"Phase controlled atom-field interaction: from superradiance to superabsorption," by Kyungwon An (Seoul National University, Korea)

Date: 
Monday, September 16, 2019 - 3:00pm to 4:00pm
Series: 
AMO Seminars

A novel platform for phase-controlled atom-field interaction is described. A nanohole-array atomic beam aperture placed in front of a high-Q cavity allows us to localize two-level atoms traversing the cavity at the desired positions [1]. Combined with a transverse pump laser positioned between the nanohole array and the cavity mode, we can prepare the individual atoms after going through the nanoholes in a superposition state of the ground and excited states with a prescribed phase.
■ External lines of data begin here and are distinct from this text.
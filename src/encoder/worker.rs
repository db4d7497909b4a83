use tokio::sync::mpsc;
use tracing::{debug, info, warn};

use super::codec::{Codec, CodecParams};
use super::messages::{EncoderCommand, EncoderReply, Page};

/// When pages leave the encoder
#[derive(Debug, Clone, Copy, PartialEq, Eq)]
pub enum PagePolicy {
    /// Emit each page as soon as it is complete
    Stream,
    /// Hold complete pages until flush or done
    Batch,
}

/// Page assembly state for one encoder task
///
/// Receives encoder commands and turns them into replies. Encoded bytes are
/// accumulated until `max_buffers_per_page` capture buffers have gone into
/// the current page, then the page is cut.
pub struct PageAssembler {
    codec: Box<dyn Codec>,
    configured: bool,
    policy: PagePolicy,
    max_buffers_per_page: usize,
    pending: Vec<u8>,
    buffers_in_page: usize,
    withheld: Vec<Page>,
    next_sequence: u64,
    finished: bool,
}

impl PageAssembler {
    pub fn new(codec: Box<dyn Codec>) -> Self {
        Self {
            codec,
            configured: false,
            policy: PagePolicy::Batch,
            max_buffers_per_page: 1,
            pending: Vec::new(),
            buffers_in_page: 0,
            withheld: Vec::new(),
            next_sequence: 0,
            finished: false,
        }
    }

    /// Whether `done` has been processed
    pub fn is_finished(&self) -> bool {
        self.finished
    }

    pub fn policy(&self) -> PagePolicy {
        self.policy
    }

    /// Process one command and return the replies it produced, in order
    pub fn handle(&mut self, command: EncoderCommand) -> Vec<EncoderReply> {
        if self.finished {
            return vec![EncoderReply::Error(
                "encoder received a command after done".to_string(),
            )];
        }

        match command {
            EncoderCommand::Configure {
                config,
                original_sample_rate,
            } => {
                if self.configured {
                    return vec![EncoderReply::Error(
                        "encoder is already configured".to_string(),
                    )];
                }

                let params = CodecParams::from_config(&config, original_sample_rate);
                if let Err(e) = self.codec.configure(&params) {
                    return vec![EncoderReply::Error(e.to_string())];
                }

                self.policy = if config.stream_pages {
                    PagePolicy::Stream
                } else {
                    PagePolicy::Batch
                };
                self.max_buffers_per_page = config.max_buffers_per_page.max(1);
                self.configured = true;

                info!(
                    "Encoder configured: {}Hz -> {}Hz, {} channels, {} buffers/page, {:?}",
                    params.input_sample_rate,
                    params.output_sample_rate,
                    params.channels,
                    self.max_buffers_per_page,
                    self.policy
                );

                Vec::new()
            }

            EncoderCommand::Encode { buffers } => {
                if !self.configured {
                    return vec![EncoderReply::Error(
                        "encoder received audio before configure".to_string(),
                    )];
                }

                let mut replies = Vec::new();
                match self.codec.encode(&buffers) {
                    Ok(bytes) => self.pending.extend_from_slice(&bytes),
                    Err(e) => replies.push(EncoderReply::Error(e.to_string())),
                }

                // A failed buffer still counts toward the page cadence
                self.buffers_in_page += 1;
                if self.buffers_in_page >= self.max_buffers_per_page {
                    let page = self.cut_page();
                    match self.policy {
                        PagePolicy::Stream => replies.push(EncoderReply::Page(page)),
                        PagePolicy::Batch => self.withheld.push(page),
                    }
                }

                replies
            }

            EncoderCommand::Flush => {
                if !self.configured {
                    return vec![EncoderReply::Error(
                        "encoder flushed before configure".to_string(),
                    )];
                }
                self.release(false)
            }

            EncoderCommand::Done => {
                let mut replies = if self.configured {
                    self.release(true)
                } else {
                    Vec::new()
                };
                self.finished = true;
                replies.push(EncoderReply::Done);
                replies
            }
        }
    }

    /// Withheld pages first, then whatever is pending
    fn release(&mut self, finish_codec: bool) -> Vec<EncoderReply> {
        let mut replies: Vec<EncoderReply> = self
            .withheld
            .drain(..)
            .map(EncoderReply::Page)
            .collect();

        if finish_codec {
            match self.codec.finish() {
                Ok(bytes) => self.pending.extend_from_slice(&bytes),
                Err(e) => replies.push(EncoderReply::Error(e.to_string())),
            }
        }

        if self.buffers_in_page > 0 || !self.pending.is_empty() {
            replies.push(EncoderReply::Page(self.cut_page()));
        }

        replies
    }

    fn cut_page(&mut self) -> Page {
        let page = Page {
            sequence: self.next_sequence,
            data: std::mem::take(&mut self.pending),
        };
        debug!(
            "Page {} cut ({} buffers, {} bytes)",
            page.sequence,
            self.buffers_in_page,
            page.data.len()
        );
        self.next_sequence += 1;
        self.buffers_in_page = 0;
        page
    }
}

/// Background encode task
///
/// Runs until `done` is processed or the session drops its sender.
pub async fn run_encoder(
    codec: Box<dyn Codec>,
    mut commands: mpsc::UnboundedReceiver<EncoderCommand>,
    replies: mpsc::UnboundedSender<EncoderReply>,
) {
    let mut assembler = PageAssembler::new(codec);
    info!("Encoder task started");

    while let Some(command) = commands.recv().await {
        for reply in assembler.handle(command) {
            if replies.send(reply).is_err() {
                warn!("Session stopped listening; encoder task exiting");
                return;
            }
        }

        if assembler.is_finished() {
            break;
        }
    }

    info!("Encoder task stopped");
}
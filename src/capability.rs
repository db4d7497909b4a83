//! Host capabilities injected into a session.
//!
//! A session never reaches for ambient globals. Everything it needs from its
//! environment arrives through a [`Host`]:
//!
//! - `audio`: builds capture graphs ([`AudioHost`])
//! - `devices`: acquires input streams ([`MediaDevices`])
//! - `encoders`: starts background encode tasks ([`EncoderSpawner`])
//! - `events`: optional dispatch target, a fresh [`EventBus`] when unset

use std::fmt;
use std::sync::Arc;

use crate::audio::{AudioHost, MediaDevices};
use crate::encoder::EncoderSpawner;
use crate::events::{EventBus, EventTarget};

/// Capabilities a session is built from
#[derive(Clone, Default)]
pub struct Host {
    pub audio: Option<Arc<dyn AudioHost>>,
    pub devices: Option<Arc<dyn MediaDevices>>,
    pub encoders: Option<Arc<dyn EncoderSpawner>>,
    pub events: Option<Arc<dyn EventTarget>>,
}

impl Host {
    /// A host with no capabilities at all
    pub fn new() -> Self {
        Self::default()
    }

    pub fn with_audio(mut self, audio: impl AudioHost + 'static) -> Self {
        self.audio = Some(Arc::new(audio));
        self
    }

    pub fn with_devices(mut self, devices: impl MediaDevices + 'static) -> Self {
        self.devices = Some(Arc::new(devices));
        self
    }

    pub fn with_encoders(mut self, encoders: impl EncoderSpawner + 'static) -> Self {
        self.encoders = Some(Arc::new(encoders));
        self
    }

    /// Dispatch events through `events` instead of a private bus
    pub fn with_events(mut self, events: Arc<dyn EventTarget>) -> Self {
        self.events = Some(events);
        self
    }

    /// Names of the required capabilities this host lacks
    pub fn missing_capabilities(&self) -> Vec<&'static str> {
        let mut missing = Vec::new();
        if self.audio.is_none() {
            missing.push("audio");
        }
        if self.devices.is_none() {
            missing.push("devices");
        }
        if self.encoders.is_none() {
            missing.push("encoders");
        }
        missing
    }

    pub(crate) fn event_target(&self) -> Arc<dyn EventTarget> {
        self.events
            .clone()
            .unwrap_or_else(|| Arc::new(EventBus::new()))
    }
}

impl fmt::Debug for Host {
    fn fmt(&self, f: &mut fmt::Formatter<'_>) -> fmt::Result {
        f.debug_struct("Host")
            .field("audio", &self.audio.is_some())
            .field("devices", &self.devices.is_some())
            .field("encoders", &self.encoders.is_some())
            .field("events", &self.events.is_some())
            .finish()
    }
}

/// Whether `host` has everything a session needs to record
///
/// The event target is not required; sessions fall back to their own bus.
pub fn is_recording_supported(host: &Host) -> bool {
    host.audio.is_some() && host.devices.is_some() && host.encoders.is_some()
}
use std::fmt;

use serde::{Deserialize, Serialize};

/// Recording state of a session
#[derive(Debug, Clone, Copy, Default, PartialEq, Eq, Hash, Serialize, Deserialize)]
#[serde(rename_all = "lowercase")]
pub enum RecordingState {
    /// Not recording; the initial state
    #[default]
    Inactive,
    /// Buffers are forwarded to the encoder
    Recording,
    /// The encoder is running but buffers are dropped
    Paused,
}

impl RecordingState {
    pub fn as_str(&self) -> &'static str {
        match self {
            Self::Inactive => "inactive",
            Self::Recording => "recording",
            Self::Paused => "paused",
        }
    }

    /// Recording or paused
    pub fn is_active(&self) -> bool {
        !matches!(self, Self::Inactive)
    }
}

impl fmt::Display for RecordingState {
    fn fmt(&self, f: &mut fmt::Formatter<'_>) -> fmt::Result {
        f.write_str(self.as_str())
    }
}

#[cfg(test)]
mod tests {
    use super::*;

    #[test]
    fn test_state_names() {
        assert_eq!(RecordingState::default(), RecordingState::Inactive);
        assert_eq!(RecordingState::Recording.to_string(), "recording");
        assert_eq!(
            serde_json::to_string(&RecordingState::Paused).unwrap(),
            "\"paused\""
        );
        assert!(!RecordingState::Inactive.is_active());
        assert!(RecordingState::Paused.is_active());
    }
}
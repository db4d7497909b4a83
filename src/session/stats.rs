use chrono::{DateTime, Utc};
use serde::{Deserialize, Serialize};

use super::state::RecordingState;

/// Statistics about a recording session
#[derive(Debug, Clone, Serialize, Deserialize)]
pub struct SessionStats {
    pub session_id: String,

    pub state: RecordingState,

    /// When the current (or last) recording started
    pub started_at: Option<DateTime<Utc>>,

    /// When the last recording stopped; `None` while one is running
    pub stopped_at: Option<DateTime<Utc>>,

    /// Seconds from `started_at` to `stopped_at` (or now while recording),
    /// 0 before the first start
    pub duration_secs: f64,

    /// Capture buffers forwarded to the encoder
    pub buffers_sent: usize,

    /// Pages delivered as `dataAvailable` events
    pub pages_received: usize,

    /// Device streams acquired over the session's lifetime
    pub stream_acquisitions: usize,
}
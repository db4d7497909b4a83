//! Device streams and the capability that acquires them.

use std::fmt;
use std::sync::Arc;

use async_trait::async_trait;
use parking_lot::Mutex;

use crate::error::DeviceError;

/// A handle whose `stop` releases part (or all) of a device stream.
pub trait MediaTrack: Send {
    fn stop(&mut self);
}

impl<F> MediaTrack for F
where
    F: FnMut() + Send,
{
    fn stop(&mut self) {
        self()
    }
}

/// How an acquired stream is released.
pub enum StreamTracks {
    /// The stream is stopped as a whole.
    Whole(Box<dyn MediaTrack>),
    /// The stream is a set of tracks, each stopped independently.
    Tracks(Vec<Box<dyn MediaTrack>>),
}

impl StreamTracks {
    pub fn len(&self) -> usize {
        match self {
            Self::Whole(_) => 1,
            Self::Tracks(tracks) => tracks.len(),
        }
    }

    pub fn is_empty(&self) -> bool {
        self.len() == 0
    }
}

/// Receives interleaved `f32` frames pushed by a device.
pub type FrameSink = Box<dyn FnMut(&[f32]) + Send>;

/// Connection point between a device and the graph consuming it.
///
/// The device pushes interleaved frames; whoever holds a sink receives
/// them. With no sink installed, frames are discarded.
#[derive(Clone, Default)]
pub struct SampleTap {
    sink: Arc<Mutex<Option<FrameSink>>>,
}

impl SampleTap {
    pub fn new() -> Self {
        Self::default()
    }

    /// Deliver frames to the current sink. Returns whether anyone received them.
    pub fn push(&self, interleaved: &[f32]) -> bool {
        match self.sink.lock().as_mut() {
            Some(sink) => {
                sink(interleaved);
                true
            }
            None => false,
        }
    }

    pub fn set_sink(&self, sink: FrameSink) {
        *self.sink.lock() = Some(sink);
    }

    pub fn clear_sink(&self) {
        self.sink.lock().take();
    }

    pub fn has_sink(&self) -> bool {
        self.sink.lock().is_some()
    }
}

/// An acquired input device stream.
///
/// Exclusively owned by whoever acquired it. [`MediaStream::stop`] consumes
/// the stream, so every track is stopped exactly once.
pub struct MediaStream {
    id: String,
    sample_rate: u32,
    channels: u16,
    tracks: StreamTracks,
    tap: SampleTap,
}

impl MediaStream {
    pub fn new(sample_rate: u32, channels: u16, tracks: StreamTracks) -> Self {
        Self {
            id: uuid::Uuid::new_v4().to_string(),
            sample_rate,
            channels,
            tracks,
            tap: SampleTap::new(),
        }
    }

    /// A stream released through a single stop handle.
    pub fn with_stop(sample_rate: u32, channels: u16, stop: impl MediaTrack + 'static) -> Self {
        Self::new(sample_rate, channels, StreamTracks::Whole(Box::new(stop)))
    }

    /// A stream made of independently stopped tracks.
    pub fn with_tracks(sample_rate: u32, channels: u16, tracks: Vec<Box<dyn MediaTrack>>) -> Self {
        Self::new(sample_rate, channels, StreamTracks::Tracks(tracks))
    }

    /// Use `tap` instead of a fresh one, for devices that already push into it.
    pub fn with_tap(mut self, tap: SampleTap) -> Self {
        self.tap = tap;
        self
    }

    pub fn id(&self) -> &str {
        &self.id
    }

    pub fn sample_rate(&self) -> u32 {
        self.sample_rate
    }

    pub fn channels(&self) -> u16 {
        self.channels
    }

    pub fn track_count(&self) -> usize {
        self.tracks.len()
    }

    pub fn tap(&self) -> &SampleTap {
        &self.tap
    }

    /// Stop every track and disconnect the tap. Returns the number of tracks stopped.
    pub fn stop(self) -> usize {
        self.tap.clear_sink();
        match self.tracks {
            StreamTracks::Whole(mut stop) => {
                stop.stop();
                1
            }
            StreamTracks::Tracks(tracks) => {
                let count = tracks.len();
                for mut track in tracks {
                    track.stop();
                }
                count
            }
        }
    }
}

impl fmt::Debug for MediaStream {
    fn fmt(&self, f: &mut fmt::Formatter<'_>) -> fmt::Result {
        f.debug_struct("MediaStream")
            .field("id", &self.id)
            .field("sample_rate", &self.sample_rate)
            .field("channels", &self.channels)
            .field("tracks", &self.tracks.len())
            .finish()
    }
}

/// What the session asks the device for.
#[derive(Debug, Clone, Copy, PartialEq, Eq)]
pub struct StreamConstraints {
    pub channel_count: u16,
}

impl Default for StreamConstraints {
    fn default() -> Self {
        Self { channel_count: 1 }
    }
}

/// Device-acquisition capability.
///
/// Implementations:
/// - [`ManualDevices`](super::ManualDevices): scripted, for tests
/// - [`ToneDevices`](super::ToneDevices): synthetic sine input
/// - [`FileDevices`](super::FileDevices): replays a WAV file
/// - `CpalDevices` (feature `cpal`): the default input device
#[async_trait]
pub trait MediaDevices: Send + Sync {
    /// Acquire a new input stream.
    async fn get_user_media(&self, constraints: &StreamConstraints) -> Result<MediaStream, DeviceError>;
}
With a centered-square-lattice nanohole array with the hole spacing equal to the transition wavelength λ of the two-level atom, we can prepare every atom in the same superposition state. With this configuration, we have observed the coherent single-atom superradiance, where N_c atoms traversing the cavity in the cavity-field decay time cooperatively emit photons into the cavity mode although the mean number N of atoms in the cavity is less than unity [2]. This interaction results in the cavity photon number growing proportional to N_c^2 and exhibiting a thresholdless lasing even when the so-called beta factor, the ratio of the spontaneous emission into the cavity mode to the total spontaneous emission, is much less than unity. Moreover, we have succeeded in reversing the superradiance in time to realize superabsorption for the first time. In superabsorption, the rate of atomic absorption is proportional to N^2 in contrast to the ordinary absorption proportional to N. This feat is achieved by adjusting the phase of the atomic superposition state in such a way that the phase of a prospect superradiant field these atoms would emit becomes exactly opposite to that of the input field. We experimentally observed that the number of photons completely absorbed for a given time interval is proportional to N^2, a definitive evidence for superabsorption [3].

[1] M. Lee et al., Nat. Commun. 5, 3441 (2014).

[2] J. Kim, D. Yang, S. Oh, and K. An, Science 359, 662 (2018).

[3] D. Yang et al., arXiv:1906.06477 (2019).